More 'Heysen' references than you can shake a gum branch at.

Everything came up ‘Heysen’ on Day 2. From the name of the vibrant range that surrounded the Aroona Campground to discovering the lookout where Sir Hans painted the ‘Three Sisters of Aroona’ way back in 1927 to a fortuitous run-in with 40+ Friends of the Heysen Trail members. This constant exposure helped me feel at home, despite my obvious distance from civilisation.

Heysen Trail Diary – Day 2

I awoke early, eager to tick off morning miles, but was confronted with a finger-chilling film, which coated the outside of my tent. Not ideal for a quick getaway, especially as I hadn’t packed gloves. However, there was one incredibly warming source of inspiration shimmering through the vestibule; the Heysen Range radiated a robust red via a lustrous 7 AM sunrise.

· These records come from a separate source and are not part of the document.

//! Insight Routes
//!
//! Turns previously computed findings into plain-language sentences.
//!
//! - POST /api/v1/insights - Generate insight sentences

use axum::{extract::State, Json};
use std::sync::Arc;

use crate::api::dto::{InsightsRequest, InsightsResponse};
use crate::api::state::AppState;

/// POST /api/v1/insights
///
/// Uses the server's configured thresholds.
pub async fn generate_insights(
    State(state): State<Arc<AppState>>,
    Json(req): Json<InsightsRequest>,
) -> Json<InsightsResponse> {
    let insights = state
        .analytics
        .insights(&req.patterns, &req.trends, &req.triggers, &req.correlations);

    Json(InsightsResponse { insights })
}
//! Statistics helpers
//!
//! Small numeric building blocks shared by the analyses. Every function
//! returns 0 (or an empty vector) for degenerate input instead of NaN.

/// Arithmetic mean, 0 for an empty slice
pub fn mean(values: &[f64]) -> f64 {
    if values.is_empty() {
        return 0.0;
    }
    values.iter().sum::<f64>() / values.len() as f64
}

/// Population variance around the mean, 0 for an empty slice
pub fn population_variance(values: &[f64]) -> f64 {
    if values.is_empty() {
        return 0.0;
    }
    let m = mean(values);
    values.iter().map(|v| (v - m).powi(2)).sum::<f64>() / values.len() as f64
}

/// Calculate Pearson correlation coefficient
///
/// Returns a value between -1 and 1:
/// - 1: perfect positive correlation
/// - 0: no correlation, mismatched lengths, or zero variance
/// - -1: perfect negative correlation
pub fn pearson_correlation(x: &[f64], y: &[f64]) -> f64 {
    if x.len() != y.len() || x.is_empty() {
        return 0.0;
    }

    let n = x.len() as f64;

    let sum_x: f64 = x.iter().sum();
    let sum_y: f64 = y.iter().sum();
    let sum_xy: f64 = x.iter().zip(y.iter()).map(|(a, b)| a * b).sum();
    let sum_x2: f64 = x.iter().map(|a| a * a).sum();
    let sum_y2: f64 = y.iter().map(|b| b * b).sum();

    let numerator = n * sum_xy - sum_x * sum_y;
    let variance_product = (n * sum_x2 - sum_x.powi(2)) * (n * sum_y2 - sum_y.powi(2));

    // Rounding can push a zero-variance product slightly negative
    if variance_product <= 0.0 {
        return 0.0;
    }

    let r = numerator / variance_product.sqrt();
    if r.is_finite() {
        r.clamp(-1.0, 1.0)
    } else {
        0.0
    }
}

/// Ordinary least-squares slope of `values` against their index (0, 1, 2, ...)
pub fn regression_slope(values: &[f64]) -> f64 {
    if values.len() < 2 {
        return 0.0;
    }

    let n = values.len() as f64;
    let sum_x: f64 = (0..values.len()).map(|i| i as f64).sum();
    let sum_y: f64 = values.iter().sum();
    let sum_xy: f64 = values.iter().enumerate().map(|(i, v)| i as f64 * v).sum();
    let sum_x2: f64 = (0..values.len()).map(|i| (i as f64).powi(2)).sum();

    let denominator = n * sum_x2 - sum_x.powi(2);
    if denominator == 0.0 {
        return 0.0;
    }

    (n * sum_xy - sum_x * sum_y) / denominator
}

/// Trailing simple moving average
///
/// Produces `values.len() - window + 1` points, or none when the window is
/// zero or longer than the input.
pub fn moving_average(values: &[f64], window: usize) -> Vec<f64> {
    if window == 0 || window > values.len() {
        return Vec::new();
    }
    values.windows(window).map(mean).collect()
}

The Aroona Hut (now a ruin) was built in the 1920’s, and was used by Hans Heysen as a base for his many painting trips to this region.
Heysen Trail Map Sheet 8

Day 1’s steady 18.33 kilometres were a gentle easing into hiking life; flat tracks, gentle slopes and shady creek beds underlined a fairly uncomplicated route. Day 2 ramped it up a notch. And when I say up, I mean geographically. My first task (other than painstakingly scraping shards of icy dew from my rain fly) was to trek straight up and over ABC Range. From there, the path continuously climbed, then dropped until I arrived, exhausted, at Trezona Campground for a much-needed break.

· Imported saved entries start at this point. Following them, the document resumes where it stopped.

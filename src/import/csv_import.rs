//! CSV Import
//!
//! Reads symptom logs exported as CSV. Columns can be mapped explicitly or
//! detected from the header row; timestamps are accepted in several common
//! formats.

use super::{ImportError, ImportResult};
use crate::analytics::{ObservationRecord, SymptomObservation};
use chrono::{DateTime, NaiveDate, NaiveDateTime, NaiveTime, Utc};
use std::io;
use std::path::Path;

/// CSV importer with configurable column mapping
#[derive(Debug, Clone)]
pub struct CsvObservationImporter {
    /// Column index for timestamps (0-indexed)
    timestamp_column: usize,
    /// Column index for the symptom name
    symptom_column: usize,
    /// Column index for the severity rating
    severity_column: usize,
    /// Optional column holding context factors
    factors_column: Option<usize>,
    /// Separator between factors inside the factors column
    factor_separator: char,
    /// Preferred timestamp format, tried before the built-in ones
    timestamp_format: String,
    /// Whether the CSV has a header row
    has_header: bool,
}

/// Result of a CSV import operation
#[derive(Debug)]
pub struct CsvImportResult {
    pub observations: Vec<SymptomObservation>,
    pub rows_processed: usize,
    pub rows_failed: usize,
    pub errors: Vec<String>,
}

impl Default for CsvObservationImporter {
    fn default() -> Self {
        Self::new()
    }
}

impl CsvObservationImporter {
    /// Create an importer expecting `timestamp,symptom,severity,factors`
    pub fn new() -> Self {
        Self {
            timestamp_column: 0,
            symptom_column: 1,
            severity_column: 2,
            factors_column: Some(3),
            factor_separator: ';',
            timestamp_format: "%Y-%m-%d".to_string(),
            has_header: true,
        }
    }

    /// Build an importer whose columns are detected from the file's header
    pub fn from_headers(path: &Path) -> ImportResult<Self> {
        let mut reader = csv::Reader::from_path(path)?;
        let headers = reader.headers()?.clone();

        let mut importer = Self::new();
        importer.auto_detect_columns(&headers);
        Ok(importer)
    }

    pub fn with_timestamp_column(mut self, column: usize) -> Self {
        self.timestamp_column = column;
        self
    }

    pub fn with_symptom_column(mut self, column: usize) -> Self {
        self.symptom_column = column;
        self
    }

    pub fn with_severity_column(mut self, column: usize) -> Self {
        self.severity_column = column;
        self
    }

    /// Set the factors column, or `None` when the file has no tags
    pub fn with_factors_column(mut self, column: Option<usize>) -> Self {
        self.factors_column = column;
        self
    }

    pub fn with_factor_separator(mut self, separator: char) -> Self {
        self.factor_separator = separator;
        self
    }

    /// Set the timestamp format string
    pub fn with_timestamp_format(mut self, format: &str) -> Self {
        self.timestamp_format = format.to_string();
        self
    }

    /// Set whether the CSV has a header row
    pub fn with_header(mut self, has_header: bool) -> Self {
        self.has_header = has_header;
        self
    }

    /// Auto-detect column mapping from header row
    ///
    /// Columns that match nothing keep their current mapping. A header with
    /// no factors column clears the factors mapping.
    pub fn auto_detect_columns(&mut self, headers: &csv::StringRecord) {
        let mut factors_column = None;

        for (idx, header) in headers.iter().enumerate() {
            let header_lower = header.trim().to_lowercase();

            if header_lower.contains("date")
                || header_lower.contains("time")
                || header_lower.contains("observed")
            {
                self.timestamp_column = idx;
            } else if header_lower.contains("symptom") || header_lower == "name" {
                self.symptom_column = idx;
            } else if header_lower.contains("severity") || header_lower == "rating" {
                self.severity_column = idx;
            } else if header_lower.contains("factor")
                || header_lower.contains("context")
                || header_lower.contains("tag")
                || header_lower.contains("trigger")
            {
                factors_column = Some(idx);
            }
        }

        self.factors_column = factors_column;
    }

    /// Parse a timestamp string using the configured format
    fn parse_timestamp(&self, ts_str: &str) -> ImportResult<DateTime<Utc>> {
        if let Ok(dt) = DateTime::parse_from_rfc3339(ts_str) {
            return Ok(dt.with_timezone(&Utc));
        }

        let formats = [
            self.timestamp_format.as_str(),
            "%Y-%m-%d %H:%M:%S",
            "%Y-%m-%dT%H:%M:%S",
            "%Y-%m-%d %H:%M",
            "%Y-%m-%d",
            "%m/%d/%Y",
            "%Y/%m/%d",
        ];

        for fmt in formats {
            if let Ok(dt) = NaiveDateTime::parse_from_str(ts_str, fmt) {
                return Ok(dt.and_utc());
            }
            // Date-only values are placed at midday
            if let Ok(date) = NaiveDate::parse_from_str(ts_str, fmt) {
                if let Some(noon) = NaiveTime::from_hms_opt(12, 0, 0) {
                    return Ok(date.and_time(noon).and_utc());
                }
            }
        }

        Err(ImportError::Parse(format!(
            "Could not parse timestamp: {}",
            ts_str
        )))
    }

    /// Turn one CSV row into a validated observation
    fn parse_row(&self, record: &csv::StringRecord) -> ImportResult<SymptomObservation> {
        let observed_at = self.parse_timestamp(field(record, self.timestamp_column, "timestamp")?)?;
        let symptom_name = field(record, self.symptom_column, "symptom")?.to_string();

        let severity_str = field(record, self.severity_column, "severity")?;
        let severity: f64 = severity_str
            .parse()
            .map_err(|_| ImportError::Parse(format!("invalid severity: {}", severity_str)))?;

        let context_factors = self
            .factors_column
            .and_then(|column| record.get(column))
            .map(|raw| {
                raw.split(self.factor_separator)
                    .map(|f| f.trim().to_string())
                    .filter(|f| !f.is_empty())
                    .collect::<Vec<_>>()
            })
            .filter(|factors| !factors.is_empty());

        let record = ObservationRecord {
            symptom_name,
            severity,
            observed_at,
            context_factors,
        };

        SymptomObservation::try_from(record).map_err(|e| ImportError::Parse(e.to_string()))
    }

    /// Import observations from a CSV file
    pub fn import(&self, path: &Path) -> ImportResult<CsvImportResult> {
        let file = std::fs::File::open(path)?;
        self.import_reader(file)
    }

    /// Import from a CSV string (useful for testing)
    pub fn import_str(&self, csv_data: &str) -> ImportResult<CsvImportResult> {
        self.import_reader(csv_data.as_bytes())
    }

    /// Import from any reader, collecting per-row errors with line numbers
    pub fn import_reader<R: io::Read>(&self, source: R) -> ImportResult<CsvImportResult> {
        let mut reader = csv::ReaderBuilder::new()
            .has_headers(self.has_header)
            .flexible(true)
            .from_reader(source);

        let mut observations = Vec::new();
        let mut rows_processed = 0;
        let mut rows_failed = 0;
        let mut errors = Vec::new();

        for (line_num, result) in reader.records().enumerate() {
            let actual_line = if self.has_header {
                line_num + 2
            } else {
                line_num + 1
            };

            let parsed = result
                .map_err(ImportError::from)
                .and_then(|record| self.parse_row(&record));

            match parsed {
                Ok(observation) => {
                    observations.push(observation);
                    rows_processed += 1;
                }
                Err(e) => {
                    errors.push(format!("Line {}: {}", actual_line, e));
                    rows_failed += 1;
                }
            }
        }

        // Truncate errors if too many
        if errors.len() > 100 {
            let total = errors.len();
            errors.truncate(100);
            errors.push(format!("... and {} more errors", total - 100));
        }

        Ok(CsvImportResult {
            observations,
            rows_processed,
            rows_failed,
            errors,
        })
    }
}

/// Trimmed value of a required column
fn field<'r>(record: &'r csv::StringRecord, column: usize, name: &str) -> ImportResult<&'r str> {
    record
        .get(column)
        .map(str::trim)
        .ok_or_else(|| ImportError::Parse(format!("missing {} column", name)))
}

Day 2 One of the many creekbeds along the trail

Thankfully, there was one easily-navigable creek bed before lunch.

Aside from the myriad of breathtaking high-altitude views, my highlight for the day involved picking the brains of several hikers who were nearing the end of their Heysen Trail journey. An ‘end-to-end’ group, run by the Friends of the Heysen Trail, had just arrived at my shady lunch spot puffing and panting, but, overwhelmingly, in a celebratory mood. They were just two days from completing the entire 1,200-kilometre trek. The relief was palpable as they marched into camp with their hiking poles held toward the sky.

I gathered as much insider information as possible, trying to figure out how I would get through the next two months. ‘Just enjoy the experience’ was the main advice, ‘you’ll probably never get a chance to walk it again’. Amen to that!

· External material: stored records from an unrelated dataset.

//! Insight Generation
//!
//! Turns structured findings into short sentences for the dashboard and
//! for the AI companion's prompt context. Rule-based and deterministic:
//! the same findings always produce the same sentences in the same order.

use super::types::{CyclicalPattern, SymptomCorrelation, TrendResult, TriggerFinding};
use serde::{Deserialize, Serialize};

/// Significance cutoffs applied before a finding becomes a sentence
#[derive(Debug, Clone, PartialEq, Serialize, Deserialize)]
pub struct InsightThresholds {
    /// Patterns must exceed this confidence (percent)
    #[serde(default = "default_pattern_confidence")]
    pub pattern_confidence: f64,

    /// Trends must exceed this confidence (percent)
    #[serde(default = "default_trend_confidence")]
    pub trend_confidence: f64,

    /// Only this many of the strongest triggers are mentioned
    #[serde(default = "default_max_triggers")]
    pub max_triggers: usize,

    /// Pairwise correlations must exceed this absolute coefficient
    #[serde(default = "default_correlation_strength")]
    pub correlation_strength: f64,
}

fn default_pattern_confidence() -> f64 {
    70.0
}

fn default_trend_confidence() -> f64 {
    60.0
}

fn default_max_triggers() -> usize {
    3
}

fn default_correlation_strength() -> f64 {
    0.5
}

impl Default for InsightThresholds {
    fn default() -> Self {
        Self {
            pattern_confidence: default_pattern_confidence(),
            trend_confidence: default_trend_confidence(),
            max_triggers: default_max_triggers(),
            correlation_strength: default_correlation_strength(),
        }
    }
}

/// Generate insight sentences using the default thresholds
///
/// Order: patterns, trends, triggers (strongest first, at most three),
/// pairwise correlations.
pub fn generate_pattern_insights(
    patterns: &[CyclicalPattern],
    trends: &[TrendResult],
    triggers: &[TriggerFinding],
    correlations: &[SymptomCorrelation],
) -> Vec<String> {
    generate_pattern_insights_with(
        patterns,
        trends,
        triggers,
        correlations,
        &InsightThresholds::default(),
    )
}

/// Generate insight sentences with custom thresholds
pub fn generate_pattern_insights_with(
    patterns: &[CyclicalPattern],
    trends: &[TrendResult],
    triggers: &[TriggerFinding],
    correlations: &[SymptomCorrelation],
    thresholds: &InsightThresholds,
) -> Vec<String> {
    let mut insights = Vec::new();

    insights.extend(
        patterns
            .iter()
            .filter(|p| p.confidence_percent > thresholds.pattern_confidence)
            .map(pattern_sentence),
    );

    insights.extend(
        trends
            .iter()
            .filter(|t| t.confidence_percent > thresholds.trend_confidence)
            .map(|t| format!("{} ({:.0}% confidence).", t.description, t.confidence_percent)),
    );

    // Strongest by magnitude; sort_by is stable so ties keep input order
    let mut strongest: Vec<&TriggerFinding> = triggers.iter().collect();
    strongest.sort_by(|a, b| {
        b.correlation
            .abs()
            .partial_cmp(&a.correlation.abs())
            .unwrap_or(std::cmp::Ordering::Equal)
    });
    insights.extend(
        strongest
            .into_iter()
            .take(thresholds.max_triggers)
            .map(|t| format!("Possible trigger: {}.", t.description)),
    );

    insights.extend(
        correlations
            .iter()
            .filter(|c| c.coefficient.abs() > thresholds.correlation_strength)
            .map(correlation_sentence),
    );

    insights
}

fn pattern_sentence(pattern: &CyclicalPattern) -> String {
    match pattern.period_days {
        7 => format!(
            "Your symptoms follow a weekly pattern ({:.0}% confidence); some days of the week tend to be harder than others.",
            pattern.confidence_percent
        ),
        28 => format!(
            "Your symptoms follow a monthly pattern ({:.0}% confidence), recurring around the same point each month.",
            pattern.confidence_percent
        ),
        days => format!(
            "Your symptoms repeat roughly every {} days ({:.0}% confidence).",
            days, pattern.confidence_percent
        ),
    }
}

fn correlation_sentence(corr: &SymptomCorrelation) -> String {
    if corr.coefficient > 0.0 {
        format!(
            "{} and {} tend to flare up together ({} correlation, r = {:.2}).",
            corr.symptom_a,
            corr.symptom_b,
            corr.strength.as_str(),
            corr.coefficient
        )
    } else {
        format!(
            "When {} is worse, {} tends to be milder ({} correlation, r = {:.2}).",
            corr.symptom_a,
            corr.symptom_b,
            corr.strength.as_str(),
            corr.coefficient
        )
    }
}

#[cfg(test)]
mod tests {
    use super::*;
    use crate::analytics::types::TrendDirection;

    fn pattern(period_days: u32, confidence_percent: f64) -> CyclicalPattern {
        CyclicalPattern {
            period_days,
            confidence_percent,
            description: "pattern".to_string(),
        }
    }

    fn trend(confidence_percent: f64) -> TrendResult {
        TrendResult {
            direction: TrendDirection::Improving,
            confidence_percent,
            slope_per_window: -4.0,
            description: "Symptoms are improving with an average decrease of 4.00 severity points per week"
                .to_string(),
        }
    }

    fn trigger(name: &str, correlation: f64) -> TriggerFinding {
        TriggerFinding {
            trigger: name.to_string(),
            correlation,
            occurrences: 2,
            description: format!("{} appears to worsen symptoms", name),
        }
    }

    #[test]
    fn test_thresholds_filter_findings() {
        let patterns = vec![pattern(7, 85.0), pattern(28, 70.0)];
        let trends = vec![trend(60.0)];
        let correlations = vec![SymptomCorrelation::new("bloating", "cramps", 0.5)];

        let insights = generate_pattern_insights(&patterns, &trends, &[], &correlations);

        assert_eq!(insights.len(), 1);
        assert!(insights[0].contains("weekly pattern (85% confidence)"));
    }

    #[test]
    fn test_order_and_trigger_limit() {
        let patterns = vec![pattern(28, 90.0)];
        let trends = vec![trend(80.0)];
        let triggers = vec![
            trigger("dairy", 0.4),
            trigger("stress", 0.3),
            trigger("gluten", 0.2),
            trigger("coffee", 0.1),
        ];
        let correlations = vec![
            SymptomCorrelation::new("bloating", "cramps", 0.8),
            SymptomCorrelation::new("bloating", "energy", -0.6),
        ];

        let insights = generate_pattern_insights(&patterns, &trends, &triggers, &correlations);

        assert_eq!(insights.len(), 7);
        assert!(insights[0].contains("monthly pattern"));
        assert!(insights[1].starts_with("Symptoms are improving"));
        assert!(insights[1].ends_with("(80% confidence)."));
        assert_eq!(insights[2], "Possible trigger: dairy appears to worsen symptoms.");
        assert!(insights[4].contains("gluten"));
        assert!(!insights.iter().any(|i| i.contains("coffee")));
        assert_eq!(
            insights[5],
            "bloating and cramps tend to flare up together (strong correlation, r = 0.80)."
        );
        assert_eq!(
            insights[6],
            "When bloating is worse, energy tends to be milder (moderate correlation, r = -0.60)."
        );
    }

    #[test]
    fn test_unsorted_triggers_keep_strongest() {
        let triggers = vec![
            trigger("a", 0.06),
            trigger("b", 0.07),
            trigger("c", 0.08),
            trigger("strongest", 0.9),
            trigger("relief", -0.5),
        ];

        let insights = generate_pattern_insights(&[], &[], &triggers, &[]);

        assert_eq!(
            insights,
            vec![
                "Possible trigger: strongest appears to worsen symptoms.",
                "Possible trigger: relief appears to worsen symptoms.",
                "Possible trigger: c appears to worsen symptoms.",
            ]
        );
    }

    #[test]
    fn test_custom_thresholds() {
        let thresholds = InsightThresholds {
            pattern_confidence: 10.0,
            max_triggers: 1,
            ..Default::default()
        };
        let patterns = vec![pattern(7, 20.0)];
        let triggers = vec![trigger("dairy", 0.4), trigger("stress", 0.3)];

        let insights = generate_pattern_insights_with(&patterns, &[], &triggers, &[], &thresholds);
        assert_eq!(insights.len(), 2);
    }

    #[test]
    fn test_empty_findings() {
        assert!(generate_pattern_insights(&[], &[], &[], &[]).is_empty());
    }

    #[test]
    fn test_deterministic() {
        let patterns = vec![pattern(7, 90.0)];
        let triggers = vec![trigger("dairy", 0.4)];
        let a = generate_pattern_insights(&patterns, &[], &triggers, &[]);
        let b = generate_pattern_insights(&patterns, &[], &triggers, &[]);
        assert_eq!(a, b);
    }

    #[test]
    fn test_thresholds_deserialize_with_defaults() {
        let thresholds: InsightThresholds = toml::from_str("trend_confidence = 40.0").unwrap();
        assert_eq!(thresholds.trend_confidence, 40.0);
        assert_eq!(thresholds.pattern_confidence, 70.0);
        assert_eq!(thresholds.max_triggers, 3);
    }
}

A majority of the hiking party had toiled along the trail over the past 6 years. To commit to a monthly-task over such an extended period of time shows enormous dedication. I can only imagine the tight-knit bonds this group must have created since 2012; an experience completely contrasting to the one I was about to undertake. I felt fleetingly jealous as I finished my canned tuna, hoisted my 95L Black Wolf rucksack over my shoulders and disappeared alone over the nearest hill. I had a distinctively different project ahead of me.

Day 2 Dusty Trails and arid landscapes

Dusty trails and arid landscapes.

My mind had started to sync with the trail, however, my body required more convincing. Due to continuing issues with my water bladder from Day 1, I had to cradle the leaky mess in my arms and couldn’t utilise my hiking poles. Consequently, without the added stability, my back, legs and butt were in a world of pain when I eventually made it to Yanyanna Hut on the outskirts of the Bunyeroo Valley.

Day 2 Walking through the plains with my leaky water bladder Heysen Trail

That’s definitely not how you’re supposed to use your hiking poles.

A swirling wind had begun to howl through the surrounding hills, and I was thankful to be tucked inside this small tin hut. I did not want to be outside getting buffered pillar to post in these blustery conditions. It’s incredible how quickly you appreciate every small convenience when you plonk yourself out in the elements. However, despite my acute gratitude and the fact it was only the second day, I was itching to eat anything but another dehydrated meal. Perhaps I wasn’t yet acclimatised to hiking life just yet. Thankfully, the Wilpena Pound Resort could provide something deep-fried for my belly on Day 3.

All the details.

Trail distance covered



The region has hot dry summers with cool to cold nights and cool, wet winters. Autumn and spring can be warm and mild with occasional periods of rain or showers.


The undulating hills kicked in straight away and my legs and hips didn’t know what hit them. Thankfully, there is a ‘relatively’ flat stretch between Trezona Campground and Yanyanna Hut that softens that blow.